1999 – Certificate: 15 – USA
I’ve got far too fat this year. Too much to do at work, along with a very slowing recovering ankle injury (sustained whilst trying to walk the South Downs Way, that well-known hiking equivalent of climbing K2), have somewhat curtailed my more extreme sporting aspirations over the past 18 months. It totally sucks, I must be the only fat vegan on the planet. Although some kinds of exercise do have an attraction (by which I mean ‘dancing’ at punk and ska gigs), eating less has very little to recommend it using just about every system devised for measuring human fun levels. Several years ago I didn’t eat anything for 35 days, which lead to my losing 23kg, but this didn’t exactly leave me with a lot of energy or get up and go; even less than normal, attributes which are often in short supply anyway. (Please insert joke here about my get up and go having got up and went years ago.) So this time I need a slightly different approach. Having considered the wide range of fad diets and other crap that’s published about how to lose weight, I’ve realised that what I actually need is a more industry-standard, heavy-duty model; less like a pair of scissors and more like a chainsaw. So for the last four days I’ve been following what I’ve dubbed the Husqvarna Diet; (other chainsaw-themed weight-loss programmes are available, probably). And yes, I’m afraid it was a Christmas present to myself. I need to lose 35kg, which will leave me weighing about the same as when I was born, I think. I’m not sure what that is in ‘old money’ but I suspect it’s quite a lot. At this point I’d like to reveal the details of the Husqvarna Diet, but I’m afraid I can’t; if it works I’ll be looking for a publishing deal to sell my brilliant idea to all the other obese, lazy, losers ‘out there’. If I’m looking forward to one thing, it’s being able to wear a lot of totally out of date clothing, which like many people I’ve kept in the wardrobe for years and years in the stupidly misguided hope that somehow it will fit me again one day. In fact, I’d go as far as to suggest that they’ll be so old-fashioned as to actually be cool and retro. Like my diet plan, this film is also truly unique and rather ridiculous.

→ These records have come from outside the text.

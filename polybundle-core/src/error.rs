//! Error types and result aliases.

use std::path::PathBuf;

use thiserror::Error;

use crate::manifest::FieldTypeError;

#[derive(Error, Debug)]
pub enum Error {
    #[error("IO error: {0}")]
    Io(#[from] std::io::Error),

    #[error("Failed to read packages directory {path}: {source}")]
    Discovery {
        path: PathBuf,
        #[source]
        source: std::io::Error,
    },

    #[error("Failed to read manifest {path}: {source}")]
    Manifest {
        path: PathBuf,
        #[source]
        source: std::io::Error,
    },

    #[error("Malformed manifest {path}: {source}")]
    Json {
        path: PathBuf,
        #[source]
        source: serde_json::Error,
    },

    #[error("TOML parse error in {context}: {error}")]
    Toml {
        error: toml::de::Error,
        context: String,
    },

    #[error("Invalid manifest for {package}: {source}")]
    FieldType {
        package: String,
        #[source]
        source: FieldTypeError,
    },

    #[error("Package {package} is missing required field '{field}'")]
    MissingField { package: String, field: &'static str },

    #[error("Package not found: {name}. Available packages: {available}")]
    PackageNotFound { name: String, available: String },
}

impl From<toml::de::Error> for Error {
    fn from(error: toml::de::Error) -> Self {
        Error::Toml {
            error,
            context: "polybundle.toml".to_string(),
        }
    }
}

pub type Result<T> = std::result::Result<T, Error>;
mod commands;
mod formatting;

use std::path::PathBuf;

use anyhow::Result;
use clap::{Parser, Subcommand};
use tracing::Level;

#[derive(Parser)]
#[command(name = "polybundle")]
#[command(about = "Derive bundler build plans for the packages of a JavaScript monorepo")]
struct Cli {
    #[command(subcommand)]
    command: Commands,

    /// Workspace root holding `polybundle.toml` and the packages directory.
    #[arg(long, default_value = ".")]
    root: PathBuf,

    /// Overrides the packages directory from the workspace config.
    #[arg(long)]
    packages_dir: Option<PathBuf>,

    #[arg(short, long, action = clap::ArgAction::Count)]
    verbose: u8,

    #[arg(short, long, action)]
    quiet: bool,
}

#[derive(Subcommand)]
enum Commands {
    /// Print the build configurations of each package.
    Plan {
        packages: Vec<String>,
        #[arg(long, action)]
        json: bool,
    },
    /// List discovered packages.
    List {
        #[arg(long, action)]
        json: bool,
    },
    /// Remove the build output directory of each package.
    Clean { packages: Vec<String> },
}

fn main() -> Result<()> {
    let cli = Cli::parse();

    let log_level = if cli.quiet {
        Level::ERROR
    } else {
        match cli.verbose {
            0 => Level::INFO,
            1 => Level::DEBUG,
            _ => Level::TRACE,
        }
    };

    tracing_subscriber::fmt()
        .with_max_level(log_level)
        .with_writer(std::io::stderr)
        .init();

    let workspace = commands::Workspace::open(cli.root, cli.packages_dir)?;

    match cli.command {
        Commands::Plan { packages, json } => commands::cmd_plan(&workspace, packages, json)?,
        Commands::List { json } => commands::cmd_list(&workspace, json)?,
        Commands::Clean { packages } => commands::cmd_clean(&workspace, packages)?,
    }

    Ok(())
}
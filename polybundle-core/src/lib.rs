//! Core library for planning bundler builds across a JavaScript monorepo.

pub mod clean;
pub mod config;
pub mod error;
pub mod loader;
pub mod manifest;
pub mod outputs;
pub mod package;
pub mod paths;

pub use clean::{clean_all, clean_dist};
pub use config::WorkspaceConfig;
pub use error::{Error, Result};
pub use loader::{select_packages, FsManifestLoader, ManifestLoader, PackageLoader};
pub use manifest::{BrowserField, EntryField, FieldTypeError, Manifest};
pub use outputs::{
    derive_configs, get_path, BuildConfig, BundlerOptions, DeriveOptions, ExportMode,
    OutputFormat, OutputTarget,
};
pub use package::Package;
//! Table formatting utilities using comfy-table.

use comfy_table::{Cell, Table};

fn new_table(headers: &[&str]) -> Table {
    let mut table = Table::new();
    table
        .set_header(
            headers
                .iter()
                .map(|h| Cell::new(*h).add_attribute(comfy_table::Attribute::Bold))
                .collect::<Vec<_>>(),
        )
        .load_preset(comfy_table::presets::UTF8_FULL)
        .apply_modifier(comfy_table::modifiers::UTF8_ROUND_CORNERS)
        .set_content_arrangement(comfy_table::ContentArrangement::Dynamic);
    table
}

/// Prints a table of packages with their paths and build counts.
pub fn print_package_table(packages: &[(String, String, usize)]) {
    let mut table = new_table(&["Package", "Path", "Builds"]);

    for (name, path, builds) in packages {
        table.add_row(vec![
            Cell::new(name).fg(comfy_table::Color::White),
            Cell::new(path).fg(comfy_table::Color::DarkGrey),
            Cell::new(builds),
        ]);
    }

    println!("{}", table);
}

/// Prints the outputs of one package's build plan.
///
/// Rows are `(build, format, file, notes)`.
pub fn print_plan_table(rows: &[(String, String, String, String)]) {
    let mut table = new_table(&["Build", "Format", "File", "Options"]);

    for (build, format, file, notes) in rows {
        table.add_row(vec![
            Cell::new(build).fg(comfy_table::Color::Cyan),
            Cell::new(format),
            Cell::new(file).fg(comfy_table::Color::White),
            Cell::new(notes).fg(comfy_table::Color::DarkGrey),
        ]);
    }

    println!("{}", table);
}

I really like this movie. With what’s probably a one of a kind plot, it’s clever, amusing and watchable. Unfortunately, it’s also just a little bit too clever for its own good. Then again, the story doesn’t really make any sense, yet somehow is perfectly coherent and believable. It could come across as a bit freaky and gruesome, but it doesn’t. The characters could all easily seem quite unpleasant, but they aren’t. A bit like in Star Trek when they use a bit of techno-babble to get around problems, this film creates a whole mythology around its characters and living forever, but doesn’t bother to explain where most of it came from. You just need to accept things as is, but for all that it doesn’t really matter and it’s highly entertaining stuff. Cameron Diaz is almost unrecognisable as the pet fixated wife, whilst Catherine Keener just looks sexy.
Recommended for people who enjoy weird films; but weird in a good way.
1 cat, no chainsaws or decapitations. In a film featuring a lot of animals, it’s sad that the cat only has a brief cameo, but even so does introduce a classic continuity glitch. You can’t keep a good animal actor out of the limelight!
Top badass moment? This has to be John Malkovich playing (what I assume is a rather subtlety shallow version of) himself. That’s just weird and weird is badass.